_Work request_
Your answer must be every line of the data that holds the string "denominator".

_Data shown_
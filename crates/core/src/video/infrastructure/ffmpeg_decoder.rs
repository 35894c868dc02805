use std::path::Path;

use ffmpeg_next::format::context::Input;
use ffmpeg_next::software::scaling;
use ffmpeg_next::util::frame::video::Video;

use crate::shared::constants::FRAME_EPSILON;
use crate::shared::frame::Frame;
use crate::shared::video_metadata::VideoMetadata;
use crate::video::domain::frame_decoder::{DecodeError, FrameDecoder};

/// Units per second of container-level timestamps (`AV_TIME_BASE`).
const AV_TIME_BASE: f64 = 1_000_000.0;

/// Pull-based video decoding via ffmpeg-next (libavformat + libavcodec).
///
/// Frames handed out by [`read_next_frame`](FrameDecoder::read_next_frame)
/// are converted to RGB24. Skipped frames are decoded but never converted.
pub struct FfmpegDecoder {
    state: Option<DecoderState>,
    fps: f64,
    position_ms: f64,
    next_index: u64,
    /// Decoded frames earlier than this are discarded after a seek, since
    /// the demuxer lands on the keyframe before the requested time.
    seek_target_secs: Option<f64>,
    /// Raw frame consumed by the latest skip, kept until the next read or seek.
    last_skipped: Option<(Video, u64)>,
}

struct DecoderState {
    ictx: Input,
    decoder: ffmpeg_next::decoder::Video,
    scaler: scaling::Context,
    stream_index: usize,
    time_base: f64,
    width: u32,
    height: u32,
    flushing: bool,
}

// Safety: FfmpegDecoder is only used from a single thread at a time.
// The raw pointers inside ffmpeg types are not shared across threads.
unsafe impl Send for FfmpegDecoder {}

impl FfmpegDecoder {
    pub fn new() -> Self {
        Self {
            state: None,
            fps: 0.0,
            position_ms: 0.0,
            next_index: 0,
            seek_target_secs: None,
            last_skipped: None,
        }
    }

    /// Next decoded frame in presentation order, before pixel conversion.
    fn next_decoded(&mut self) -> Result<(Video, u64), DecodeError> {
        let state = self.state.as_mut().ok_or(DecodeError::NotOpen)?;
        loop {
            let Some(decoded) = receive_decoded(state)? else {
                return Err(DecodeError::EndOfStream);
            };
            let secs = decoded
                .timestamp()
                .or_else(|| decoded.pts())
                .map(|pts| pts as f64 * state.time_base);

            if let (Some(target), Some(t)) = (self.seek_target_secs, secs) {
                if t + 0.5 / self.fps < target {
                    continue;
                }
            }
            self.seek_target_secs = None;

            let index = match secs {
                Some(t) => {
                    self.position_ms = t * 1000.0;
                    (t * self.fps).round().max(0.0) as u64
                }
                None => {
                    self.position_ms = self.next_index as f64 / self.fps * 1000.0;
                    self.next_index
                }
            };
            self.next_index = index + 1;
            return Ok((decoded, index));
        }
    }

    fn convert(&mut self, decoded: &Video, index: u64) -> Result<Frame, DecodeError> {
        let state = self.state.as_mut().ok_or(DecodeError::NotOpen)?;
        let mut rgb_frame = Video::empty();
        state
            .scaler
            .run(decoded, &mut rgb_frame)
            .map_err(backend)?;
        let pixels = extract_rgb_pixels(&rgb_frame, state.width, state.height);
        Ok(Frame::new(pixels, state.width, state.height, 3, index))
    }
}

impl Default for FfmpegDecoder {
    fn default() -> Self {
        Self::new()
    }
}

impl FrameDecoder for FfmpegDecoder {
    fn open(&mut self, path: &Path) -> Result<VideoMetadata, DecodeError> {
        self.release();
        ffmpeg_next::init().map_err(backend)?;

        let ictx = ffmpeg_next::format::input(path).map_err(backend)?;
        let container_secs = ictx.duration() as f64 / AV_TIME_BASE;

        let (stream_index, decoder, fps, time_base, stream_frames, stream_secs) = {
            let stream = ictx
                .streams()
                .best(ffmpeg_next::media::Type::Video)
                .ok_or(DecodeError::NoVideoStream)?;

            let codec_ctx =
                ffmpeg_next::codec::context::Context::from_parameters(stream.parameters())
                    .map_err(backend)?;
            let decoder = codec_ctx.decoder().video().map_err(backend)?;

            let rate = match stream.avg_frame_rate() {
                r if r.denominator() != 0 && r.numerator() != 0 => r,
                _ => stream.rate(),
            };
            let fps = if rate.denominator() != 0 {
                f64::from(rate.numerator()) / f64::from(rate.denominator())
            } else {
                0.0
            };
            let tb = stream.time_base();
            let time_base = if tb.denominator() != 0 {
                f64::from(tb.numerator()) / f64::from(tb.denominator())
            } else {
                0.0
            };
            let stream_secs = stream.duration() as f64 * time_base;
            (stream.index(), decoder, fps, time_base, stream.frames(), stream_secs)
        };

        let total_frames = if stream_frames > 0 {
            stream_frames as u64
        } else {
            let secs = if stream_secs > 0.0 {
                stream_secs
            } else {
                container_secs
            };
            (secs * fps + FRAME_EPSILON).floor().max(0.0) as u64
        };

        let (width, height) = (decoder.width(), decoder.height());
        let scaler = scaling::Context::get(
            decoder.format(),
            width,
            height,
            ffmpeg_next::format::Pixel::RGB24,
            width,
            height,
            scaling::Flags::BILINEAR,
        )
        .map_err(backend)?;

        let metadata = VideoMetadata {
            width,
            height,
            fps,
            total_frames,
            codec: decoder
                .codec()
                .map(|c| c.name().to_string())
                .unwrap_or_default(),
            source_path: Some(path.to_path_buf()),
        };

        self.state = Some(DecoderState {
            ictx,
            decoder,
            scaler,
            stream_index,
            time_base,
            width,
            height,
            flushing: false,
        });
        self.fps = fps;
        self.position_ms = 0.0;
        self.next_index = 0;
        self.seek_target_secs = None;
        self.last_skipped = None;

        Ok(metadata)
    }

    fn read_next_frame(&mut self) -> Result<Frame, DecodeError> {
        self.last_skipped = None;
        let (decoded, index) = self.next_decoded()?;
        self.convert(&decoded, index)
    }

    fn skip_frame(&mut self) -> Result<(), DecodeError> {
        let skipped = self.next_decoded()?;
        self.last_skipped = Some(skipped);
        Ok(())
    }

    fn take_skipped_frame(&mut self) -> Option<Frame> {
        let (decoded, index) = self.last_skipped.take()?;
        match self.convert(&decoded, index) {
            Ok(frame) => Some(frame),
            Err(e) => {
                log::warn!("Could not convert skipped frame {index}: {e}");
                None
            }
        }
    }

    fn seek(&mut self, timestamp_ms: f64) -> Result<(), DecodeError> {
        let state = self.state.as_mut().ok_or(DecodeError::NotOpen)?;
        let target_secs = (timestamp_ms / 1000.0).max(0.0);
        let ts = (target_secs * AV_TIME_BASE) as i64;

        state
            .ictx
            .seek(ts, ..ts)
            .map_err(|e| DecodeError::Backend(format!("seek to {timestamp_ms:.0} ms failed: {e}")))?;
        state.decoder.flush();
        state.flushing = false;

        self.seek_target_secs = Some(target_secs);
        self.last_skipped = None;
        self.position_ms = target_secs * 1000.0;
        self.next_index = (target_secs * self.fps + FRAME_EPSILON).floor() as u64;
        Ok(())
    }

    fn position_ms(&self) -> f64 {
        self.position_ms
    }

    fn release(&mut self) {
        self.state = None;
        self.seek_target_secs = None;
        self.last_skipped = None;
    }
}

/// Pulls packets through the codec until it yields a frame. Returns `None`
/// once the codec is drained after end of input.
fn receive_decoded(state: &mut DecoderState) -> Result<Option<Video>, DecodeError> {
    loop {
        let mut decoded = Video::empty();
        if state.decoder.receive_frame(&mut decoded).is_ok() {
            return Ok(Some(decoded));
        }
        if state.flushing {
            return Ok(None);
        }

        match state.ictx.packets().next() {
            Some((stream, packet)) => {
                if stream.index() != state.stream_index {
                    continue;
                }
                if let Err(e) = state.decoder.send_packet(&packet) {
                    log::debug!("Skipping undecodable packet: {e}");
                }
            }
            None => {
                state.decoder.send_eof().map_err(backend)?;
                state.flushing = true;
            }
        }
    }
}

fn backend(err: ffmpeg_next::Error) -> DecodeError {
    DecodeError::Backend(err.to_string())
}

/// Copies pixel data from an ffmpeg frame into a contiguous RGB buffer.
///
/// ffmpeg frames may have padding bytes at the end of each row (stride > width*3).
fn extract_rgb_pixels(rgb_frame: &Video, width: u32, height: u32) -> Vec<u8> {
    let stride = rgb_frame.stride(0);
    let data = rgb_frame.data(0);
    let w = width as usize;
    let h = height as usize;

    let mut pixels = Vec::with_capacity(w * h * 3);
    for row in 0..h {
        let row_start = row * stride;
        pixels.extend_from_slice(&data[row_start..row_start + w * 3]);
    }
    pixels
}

_Worked solution_
                r if r.denominator() != 0 && r.numerator() != 0 => r,
            let fps = if rate.denominator() != 0 {
                f64::from(rate.numerator()) / f64::from(rate.denominator())
            let time_base = if tb.denominator() != 0 {
                f64::from(tb.numerator()) / f64::from(tb.denominator())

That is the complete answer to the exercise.